The Royal Horticultural Society’s (RHS) Chelsea Flower Show is almost upon us, promising its world-renowned spectacular garden designs, introduction of innovative materials, and glorious floral displays.

This year’s show takes place between Tuesday 21st May and Saturday 25th May (Tuesday and Wednesday are members-only days). The Buying Solution team will be at the show, looking for emerging trends their customers might be interested in adopting.

Ahead of the much-anticipated horticultural spectacular, we caught up with Chelsea Flower Show veteran, landscape architect Marcus Barnett, to get his predictions for this year’s show.

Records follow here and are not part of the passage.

use std::time::Duration;

use tokio::sync::mpsc;
use tracing::{info, warn};

use crate::config::VoiceConfig;
use crate::error::SessionError;
use crate::voice::transport::{
    ConnectOutcome, RejectionClass, VoiceEndpoint, VoiceInbound, VoiceTransport,
};

/// Lifecycle state of the voice connection.
#[derive(Debug, Clone, Copy, PartialEq, Eq)]
pub enum VoiceState {
    Idle,
    Connecting,
    Connected,
    Reconnecting,
    Draining,
    Closed,
}

impl VoiceState {
    pub fn as_str(&self) -> &'static str {
        match self {
            VoiceState::Idle => "idle",
            VoiceState::Connecting => "connecting",
            VoiceState::Connected => "connected",
            VoiceState::Reconnecting => "reconnecting",
            VoiceState::Draining => "draining",
            VoiceState::Closed => "closed",
        }
    }
}

/// Handshake retry policy. The settle delay is clamped to at least one
/// second; retrying faster reliably hits the same stale remote session.
#[derive(Debug, Clone)]
pub struct RetryPolicy {
    pub max_retries: u32,
    pub settle_delay: Duration,
    pub connect_timeout: Duration,
    pub escalate_on_reissue: bool,
}

impl RetryPolicy {
    pub fn from_config(cfg: &VoiceConfig) -> Self {
        Self {
            max_retries: cfg.handshake_retries,
            settle_delay: Duration::from_millis(cfg.settle_delay_ms.max(1000)),
            connect_timeout: Duration::from_secs(cfg.connect_timeout_secs),
            escalate_on_reissue: cfg.escalate_on_reissue,
        }
    }
}

impl Default for RetryPolicy {
    fn default() -> Self {
        Self {
            max_retries: 2,
            settle_delay: Duration::from_secs(1),
            connect_timeout: Duration::from_secs(30),
            escalate_on_reissue: true,
        }
    }
}

/// Events emitted as the connection moves through its lifecycle, consumed
/// by the owning session task for its status surface.
#[derive(Debug, Clone)]
pub enum LifecycleEvent {
    Connected { endpoint: VoiceEndpoint },
    Reconnecting { attempt: u32 },
    Closed,
}

/// Drives the voice handshake to a terminal connected/closed outcome and
/// reacts to transport invalidation with bounded, escalating retries.
///
/// A manager is exclusively owned by one session task; that ownership
/// serializes all state transitions.
pub struct VoiceSessionManager {
    transport: Box<dyn VoiceTransport>,
    policy: RetryPolicy,
    state: VoiceState,
    endpoint: Option<VoiceEndpoint>,
    events: mpsc::UnboundedSender<LifecycleEvent>,
}

impl VoiceSessionManager {
    pub fn new(
        transport: Box<dyn VoiceTransport>,
        policy: RetryPolicy,
    ) -> (Self, mpsc::UnboundedReceiver<LifecycleEvent>) {
        let (events, events_rx) = mpsc::unbounded_channel();
        (
            Self {
                transport,
                policy,
                state: VoiceState::Idle,
                endpoint: None,
                events,
            },
            events_rx,
        )
    }

    pub fn state(&self) -> VoiceState {
        self.state
    }

    pub fn endpoint(&self) -> Option<&VoiceEndpoint> {
        self.endpoint.as_ref()
    }

    /// Take the inbound frame/event stream of the established connection
    pub fn take_inbound(&mut self) -> Option<mpsc::Receiver<VoiceInbound>> {
        self.transport.take_inbound()
    }

    /// Drive the handshake until connected or the retry budget is spent.
    ///
    /// Idempotent when already connected. Session-invalid rejections are
    /// retried after the settle delay; if the platform re-offers an
    /// identical endpoint token, a forced teardown is issued before the
    /// next attempt instead of retrying blindly against the same token.
    pub async fn connect(&mut self, room: &str) -> Result<(), SessionError> {
        if self.state == VoiceState::Connected {
            return Ok(());
        }
        if self.state != VoiceState::Reconnecting {
            self.state = VoiceState::Connecting;
        }

        let mut attempt: u32 = 0;
        let mut last_offered: Option<VoiceEndpoint> = None;

        loop {
            attempt += 1;
            info!(room, attempt, "voice handshake attempt");

            let outcome =
                tokio::time::timeout(self.policy.connect_timeout, self.transport.connect(room))
                    .await;

            match outcome {
                Ok(Ok(ConnectOutcome::Ready { endpoint })) => {
                    if let Err(e) = self.transport.send_audio_ready_ack().await {
                        warn!(room, "audio-ready ack failed: {e}");
                    }
                    info!(room, endpoint = %endpoint.describe(), "voice connected");
                    self.endpoint = Some(endpoint.clone());
                    self.state = VoiceState::Connected;
                    let _ = self.events.send(LifecycleEvent::Connected { endpoint });
                    return Ok(());
                }
                Ok(Ok(ConnectOutcome::Rejected { code, offered })) => {
                    warn!(room, code = code.0, attempt, "voice handshake rejected");

                    let retryable = code.class() == RejectionClass::SessionInvalid
                        && attempt <= self.policy.max_retries;

                    if !retryable {
                        return self.fail_handshake(code.0, offered, attempt);
                    }

                    // Identical endpoint re-offer: strong signal the remote
                    // session is stuck. Tear it down explicitly before the
                    // next attempt.
                    let reissued = offered.is_some() && offered == last_offered;
                    if reissued && self.policy.escalate_on_reissue {
                        warn!(room, "endpoint re-issued unchanged, forcing teardown");
                        if let Err(e) = self.transport.disconnect(true).await {
                            warn!(room, "forced teardown failed: {e}");
                        }
                    }
                    last_offered = offered;

                    tokio::time::sleep(self.policy.settle_delay).await;
                }
                Ok(Err(e)) => {
                    warn!(room, "voice transport error during handshake: {e}");
                    // code 0: local transport failure, no remote close code
                    return self.fail_handshake(0, None, attempt);
                }
                Err(_) => {
                    warn!(room, "voice handshake timed out");
                    return self.fail_handshake(0, None, attempt);
                }
            }
        }
    }

    /// React to a transport invalidation observed while connected:
    /// re-enter the handshake with the same bounded retry budget.
    pub async fn handle_invalidation(&mut self, room: &str) -> Result<(), SessionError> {
        if self.state != VoiceState::Connected {
            return Err(SessionError::NotActive(room.to_string()));
        }

        self.state = VoiceState::Reconnecting;
        self.endpoint = None;
        let _ = self.events.send(LifecycleEvent::Reconnecting { attempt: 1 });
        info!(room, "voice session invalidated, reconnecting");

        self.connect(room).await
    }

    /// Orderly stop: drain and close the transport
    pub async fn drain(&mut self) {
        if self.state == VoiceState::Closed {
            return;
        }
        self.state = VoiceState::Draining;
        if let Err(e) = self.transport.disconnect(true).await {
            warn!("voice disconnect failed: {e}");
        }
        self.state = VoiceState::Closed;
        let _ = self.events.send(LifecycleEvent::Closed);
    }

    /// Immediate teardown, used when a stop lands mid-handshake
    pub async fn close_now(&mut self) {
        if let Err(e) = self.transport.disconnect(true).await {
            warn!("voice disconnect failed: {e}");
        }
        self.state = VoiceState::Closed;
        let _ = self.events.send(LifecycleEvent::Closed);
    }

    fn fail_handshake(
        &mut self,
        code: u16,
        offered: Option<VoiceEndpoint>,
        attempts: u32,
    ) -> Result<(), SessionError> {
        self.state = VoiceState::Closed;
        let _ = self.events.send(LifecycleEvent::Closed);
        Err(SessionError::VoiceHandshakeFailed {
            code,
            endpoint: offered.map(|e| e.describe()),
            attempts,
        })
    }
}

Enjoying as a spectator this year, Marcus has kept a keen eye on emerging trends.

We also spoke with landscape designer Rachael White, who predicts a change in direction for this year’s event.

Marcus Barnett

Marcus Barnett in his studio

Marcus is a long-term friend of The Buying Solution, and has exhibited five times previously, winning three gold medals and best in show, so he’s well versed in the pressures and exhilaration of the final days and weeks before the show opens to the public. (Photo by Millie Pilkington)

“It appears that at the 2024 RHS Chelsea Flower Show there are two very clear stand out themes, and they are more apparent than any previous show I can recall.

“First, the ever-increasing shift towards sustainability and environmental stewardship is markedly more prevalent and advanced this year. Strikingly so.

“This seems to centre around how the garden is constructed; indeed, the RHS has created a new award called the Environmental Innovation Award and it’s open to all gardens that have been through the ‘green garden audit’.

“In a nutshell, this is intended to encourage designers to design with the environment as a key consideration. This requires increased effort to reduce or even remove the presence of cement in your garden. And if this cannot be achieved, can you use low-carbon cement (I think cement is responsible for 8% of global warming so you can see why the RHS is pushing this so hard)?  

“Additionally, can the designer for example, use recycled materials where possible and can they reduce their carbon footprint through innovative delivery techniques to and from the showground? Other green criteria also apply, but this will have a very interesting influence on design and, crucially, construction.  

“The other trend that strikes me as a designer, is a change in overall design layout. Across the board, in the Show Garden category, the designers have laid out organic designs; gone are the days when the majority were rectilinear in layout. Some exist here this year, but they are in the minority.

“Echoing the organic theme and driving it home perhaps, are the planting styles, palettes and the way the plants have been set out. Planting appears to be delivered in a style reminiscent of self-seeding, almost haphazard planting.

“This conclusion is drawn from the images on the RHS website of the show gardens so it’s difficult to see for sure, but it will be interesting to see if this is indeed the case once the planting is completed.  

“In earlier flower shows the designs were often more rectilinear in layout (some of my own for example), and the planting reinforced this, clearly this is no longer the case. I think designers feel that sustainability is best emphasised in an organic layout rather than a rectilinear one. This is not to say that they are mutually exclusive. It just seems that a trend is developing – a zeitgeist before our very floral eyes.

“Whatever the outcome, I know that each designer and construction team will be absolutely exhausted! They will leave no stone unturned or plant un-tweaked to ensure their garden is the very best it can be. I wish them well and greatly look forward to seeing the conclusions. After a miserable and protracted winter, the show heralds the onset of summer. It is the first major diary event in the calendar and arguably the finest (I may be biased) flower show on this warming planet.”

Rachael White in garden setting

Rachael White

Rachael White of Rachael White Designs, is a two-time, gold and silver award-winning exhibitor at Chelsea:

“Chelsea has turned on its head a bit. It used to be big and brash but now it’s really starting to read the crowd and realise we need to focus on sustainability and to step away from structured perfection. Ultimately, that’s why we love nature: because it’s not perfect. 

“I think there’s a new focus on going back to nature, using traditional crafts and to generally let our gardens be a bit more messy. I think last year was the first year Chelsea had a nettle at the show – and that’s so special because they should have a place in the garden – they provide so much biodiversity.

“In years gone by, we have stripped the garden of anything organic and it’s caused problems with bugs. When we design gardens now, at Rachael White Designs, we’re starting to include sacrifice beds, where we just let the bugs go wild.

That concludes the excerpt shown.